Throughout the pandemic, the district has worked with our county’s health department, including planning for a safe graduation ceremony. During the process, we have also been in contact with Butler Community College and other Butler County schools on what they are doing for graduation. We are all having to adjust and find ways to make this both safe and extra special given the circumstances.
Graduation is a capstone experience for our seniors and it is important to us that it is as special as
possible- even during a worldwide health pandemic.

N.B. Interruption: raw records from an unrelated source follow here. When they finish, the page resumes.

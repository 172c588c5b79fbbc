//! Access to the XML parts of an Office Open XML (zip) package.

use std::io::{Cursor, Read};

use recast_core::ConversionError;
use zip::result::ZipError;
use zip::ZipArchive;

pub struct OoxmlPackage<'a> {
    kind: &'static str,
    archive: ZipArchive<Cursor<&'a [u8]>>,
}

impl<'a> OoxmlPackage<'a> {
    /// Open `data` as a zip package. `kind` ("DOCX", "XLSX") only labels errors.
    pub fn open(data: &'a [u8], kind: &'static str) -> Result<Self, ConversionError> {
        let archive = ZipArchive::new(Cursor::new(data)).map_err(|e| {
            ConversionError::Decode(format!("Not a valid {} package: {}", kind, e))
        })?;
        Ok(Self { kind, archive })
    }

    /// Text of the part at `name`, or `None` when the package has no such part.
    pub fn part(&mut self, name: &str) -> Result<Option<String>, ConversionError> {
        let mut file = match self.archive.by_name(name) {
            Ok(file) => file,
            Err(ZipError::FileNotFound) => return Ok(None),
            Err(e) => {
                return Err(ConversionError::Decode(format!(
                    "Failed to open {} part {}: {}",
                    self.kind, name, e
                )))
            }
        };

        let mut text = String::new();
        file.read_to_string(&mut text).map_err(|e| {
            ConversionError::Decode(format!("Failed to read {} part {}: {}", self.kind, name, e))
        })?;

        if let Some(stripped) = text.strip_prefix('\u{feff}') {
            text = stripped.to_string();
        }
        Ok(Some(text))
    }

    pub fn required_part(&mut self, name: &str) -> Result<String, ConversionError> {
        self.part(name)?.ok_or_else(|| {
            ConversionError::Decode(format!("{} package is missing {}", self.kind, name))
        })
    }

    /// Decode failure for a part whose content could not be read.
    pub fn xml_error(&self, part: &str, err: impl std::fmt::Display) -> ConversionError {
        ConversionError::Decode(format!("{} part {} is malformed: {}", self.kind, part, err))
    }
}
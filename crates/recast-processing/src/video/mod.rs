//! Video transcoding through the shared codec engine

pub mod transcoder;

pub use transcoder::{VideoTarget, VideoTranscoder};
//! Configuration module
//!
//! Engine configuration: codec binary locations, scratch directory, timeouts and
//! rasterization fallbacks.

use std::env;
use std::path::PathBuf;

// Common constants
const FFMPEG_PATH: &str = "ffmpeg";
const FFPROBE_PATH: &str = "ffprobe";
const CODEC_TIMEOUT_SECS: u64 = 3600;
const VIDEO_PRESET: &str = "medium";
const SVG_FALLBACK_WIDTH: u32 = 800;
const SVG_FALLBACK_HEIGHT: u32 = 600;

const VIDEO_PRESETS: [&str; 9] = [
    "ultrafast",
    "superfast",
    "veryfast",
    "faster",
    "fast",
    "medium",
    "slow",
    "slower",
    "veryslow",
];

#[derive(Clone, Debug, PartialEq, Eq)]
pub struct EngineConfig {
    pub ffmpeg_path: String,
    pub ffprobe_path: String,
    /// Parent directory of the codec engine's scratch workspace. `None` = system temp dir.
    pub work_dir: Option<PathBuf>,
    pub codec_timeout_secs: u64,
    /// x264 preset for mp4/mov/mkv output
    pub video_preset: String,
    /// Raster size for SVG inputs that declare no usable size
    pub svg_fallback_width: u32,
    pub svg_fallback_height: u32,
}

impl Default for EngineConfig {
    fn default() -> Self {
        Self {
            ffmpeg_path: FFMPEG_PATH.to_string(),
            ffprobe_path: FFPROBE_PATH.to_string(),
            work_dir: None,
            codec_timeout_secs: CODEC_TIMEOUT_SECS,
            video_preset: VIDEO_PRESET.to_string(),
            svg_fallback_width: SVG_FALLBACK_WIDTH,
            svg_fallback_height: SVG_FALLBACK_HEIGHT,
        }
    }
}

impl EngineConfig {
    pub fn from_env() -> Result<Self, anyhow::Error> {
        dotenvy::dotenv().ok();

        let video_preset = env::var("VIDEO_PRESET")
            .unwrap_or_else(|_| VIDEO_PRESET.to_string())
            .to_lowercase();
        if !VIDEO_PRESETS.contains(&video_preset.as_str()) {
            return Err(anyhow::anyhow!(
                "VIDEO_PRESET must be one of: {}",
                VIDEO_PRESETS.join(", ")
            ));
        }

        let codec_timeout_secs = env::var("CODEC_TIMEOUT_SECS")
            .unwrap_or_else(|_| CODEC_TIMEOUT_SECS.to_string())
            .parse()
            .unwrap_or(CODEC_TIMEOUT_SECS);
        if codec_timeout_secs == 0 {
            return Err(anyhow::anyhow!("CODEC_TIMEOUT_SECS must be greater than 0"));
        }

        Ok(Self {
            ffmpeg_path: env::var("FFMPEG_PATH").unwrap_or_else(|_| FFMPEG_PATH.to_string()),
            ffprobe_path: env::var("FFPROBE_PATH").unwrap_or_else(|_| FFPROBE_PATH.to_string()),
            work_dir: env::var("RECAST_WORK_DIR")
                .ok()
                .filter(|s| !s.trim().is_empty())
                .map(PathBuf::from),
            codec_timeout_secs,
            video_preset,
            svg_fallback_width: env::var("SVG_FALLBACK_WIDTH")
                .unwrap_or_else(|_| SVG_FALLBACK_WIDTH.to_string())
                .parse()
                .ok()
                .filter(|w| *w > 0)
                .unwrap_or(SVG_FALLBACK_WIDTH),
            svg_fallback_height: env::var("SVG_FALLBACK_HEIGHT")
                .unwrap_or_else(|_| SVG_FALLBACK_HEIGHT.to_string())
                .parse()
                .ok()
                .filter(|h| *h > 0)
                .unwrap_or(SVG_FALLBACK_HEIGHT),
        })
    }
}
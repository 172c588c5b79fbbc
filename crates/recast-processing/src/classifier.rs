//! Format classifier: file name to media family.

use recast_core::MediaFamily;

/// Lowercase extension after the last `.` of `filename`, empty when there is none.
pub fn extension_of(filename: &str) -> String {
    match filename.rfind('.') {
        Some(idx) => filename[idx + 1..].to_lowercase(),
        None => String::new(),
    }
}

/// Family for a lowercase extension.
pub fn family_for_extension(extension: &str) -> MediaFamily {
    match extension {
        "jpg" | "jpeg" | "png" | "webp" | "gif" | "bmp" | "tiff" | "svg" => MediaFamily::Image,
        "mp4" | "avi" | "mov" | "mkv" | "webm" | "flv" | "wmv" => MediaFamily::Video,
        "mp3" | "wav" | "aac" | "ogg" | "flac" | "m4a" => MediaFamily::Audio,
        "pdf" | "docx" | "txt" | "csv" | "xlsx" | "html" => MediaFamily::Document,
        _ => MediaFamily::Unknown,
    }
}

/// Classify a file by its extension. Never fails; unlisted extensions are `Unknown`.
pub fn classify(filename: &str) -> MediaFamily {
    family_for_extension(&extension_of(filename))
}

#[cfg(test)]
mod tests {
    use super::*;

    #[test]
    fn test_table() {
        let table: [(&[&str], MediaFamily); 4] = [
            (
                &["jpg", "jpeg", "png", "webp", "gif", "bmp", "tiff", "svg"],
                MediaFamily::Image,
            ),
            (
                &["mp4", "avi", "mov", "mkv", "webm", "flv", "wmv"],
                MediaFamily::Video,
            ),
            (&["mp3", "wav", "aac", "ogg", "flac", "m4a"], MediaFamily::Audio),
            (
                &["pdf", "docx", "txt", "csv", "xlsx", "html"],
                MediaFamily::Document,
            ),
        ];

        for (extensions, family) in table {
            for ext in extensions {
                assert_eq!(classify(&format!("file.{}", ext)), family, "{}", ext);
                assert_eq!(
                    classify(&format!("FILE.{}", ext.to_uppercase())),
                    family,
                    "{}",
                    ext
                );
            }
        }
    }

    #[test]
    fn test_case_insensitive() {
        assert_eq!(classify("IMG.PNG"), MediaFamily::Image);
        assert_eq!(classify("Report.DocX"), MediaFamily::Document);
    }

    #[test]
    fn test_uses_last_dot() {
        assert_eq!(classify("clip.mp4.txt"), MediaFamily::Document);
        assert_eq!(classify("notes.txt.mp4"), MediaFamily::Video);
    }

    #[test]
    fn test_unknown_is_total() {
        assert_eq!(classify("archive.zip"), MediaFamily::Unknown);
        assert_eq!(classify("Makefile"), MediaFamily::Unknown);
        assert_eq!(classify(""), MediaFamily::Unknown);
        assert_eq!(classify("."), MediaFamily::Unknown);
        assert_eq!(classify("trailing."), MediaFamily::Unknown);
    }
}
//! Recast Conversion Engine
//!
//! This crate classifies input files into media families, routes each conversion request
//! to the transcoder for its family and reports monotonic progress while it runs.

pub mod classifier;
pub mod coordinator;
pub mod dimensions;
pub mod progress;
pub mod traits;

#[cfg(feature = "image")]
pub mod compression;
#[cfg(feature = "image")]
pub mod image;

#[cfg(feature = "codec")]
pub mod codec;

#[cfg(feature = "video")]
pub mod video;

#[cfg(feature = "audio")]
pub mod audio;

#[cfg(feature = "document")]
pub mod document;

// Re-export commonly used types
pub use classifier::classify;
pub use coordinator::ConversionCoordinator;
pub use dimensions::resolve;
pub use progress::ProgressSink;
pub use traits::Transcoder;

#[cfg(feature = "image")]
pub use self::image::ImageTranscoder;

#[cfg(feature = "codec")]
pub use codec::{CodecEngine, SharedCodecEngine};

#[cfg(feature = "video")]
pub use video::VideoTranscoder;

#[cfg(feature = "audio")]
pub use audio::AudioTranscoder;

#[cfg(feature = "document")]
pub use document::DocumentTranscoder;
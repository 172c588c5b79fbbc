//! Dimension resolver: output pixel size from source size and requested size.

/// Compute output dimensions.
///
/// A target axis of 0 means "unset". With `lock_aspect` the result fits inside the
/// requested box; without it each set axis is taken as given. Results are rounded and
/// never below 1.
pub fn resolve(
    source_width: u32,
    source_height: u32,
    target_width: u32,
    target_height: u32,
    lock_aspect: bool,
) -> (u32, u32) {
    if target_width == 0 && target_height == 0 {
        return (source_width.max(1), source_height.max(1));
    }

    let pick = |target: u32, source: u32| if target > 0 { target } else { source };

    // Without a usable source aspect the axes can only be taken independently.
    if !lock_aspect || source_width == 0 || source_height == 0 {
        return (
            pick(target_width, source_width).max(1),
            pick(target_height, source_height).max(1),
        );
    }

    let source_aspect = source_width as f64 / source_height as f64;

    let (width, height) = match (target_width, target_height) {
        (w, h) if w > 0 && h > 0 => {
            let target_aspect = w as f64 / h as f64;
            if source_aspect > target_aspect {
                (w, round_px(w as f64 / source_aspect))
            } else {
                (round_px(h as f64 * source_aspect), h)
            }
        }
        (w, _) if w > 0 => (w, round_px(w as f64 / source_aspect)),
        (_, h) => (round_px(h as f64 * source_aspect), h),
    };

    (width.max(1), height.max(1))
}

/// Round down to even values (minimum 2), as 4:2:0 video encoders require.
pub fn even_dimensions(width: u32, height: u32) -> (u32, u32) {
    ((width & !1).max(2), (height & !1).max(2))
}

fn round_px(value: f64) -> u32 {
    value.round().clamp(0.0, u32::MAX as f64) as u32
}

Although all possibilities were considered, a July graduation ceremony presented some real challenges. For one, our county health department, whose guidance we have been following throughout this pandemic, stated that it was very unlikely that a traditional July graduation could safely occur.
The district also wanted to advocate for every senior. We have seniors who are going to be entering the workforce or going into the military after graduation and like every other senior they deserve to be recognized along with their peers. To ignore their desire to take part in their own graduation ceremony prior to them serving our country or entering the workforce never seemed appropriate.
I am proud to say that many of our parents and seniors have taken on the challenge to make the most of this historic, yet challenging, graduation year. Students and parents from our advisory group have come up with excellent ideas to personalize this special date for our seniors. Members of the advisory group suggested our city businesses and churches find ways to celebrate our seniors as a community. Senior students in the advisory group led the charge to have their peers submit individual cap-tossing videos to be added to the end of the virtual portion of the ceremony. They have also created a hashtag to follow along with the virtual portion of the ceremony. Parents have also organized a “senior parade” led by police officers from the Augusta Department of Public Safety. Seniors will drive around the lake together prior to lining up in a caravan at the high school to walk across the stage (in person) in their cap and gowns while getting a free professional photo taken as they collect their diploma. Although this will not be the traditional approach to graduation, our seniors are forging ahead, creating a new path, and making the best out of a challenging time in our community, and the world.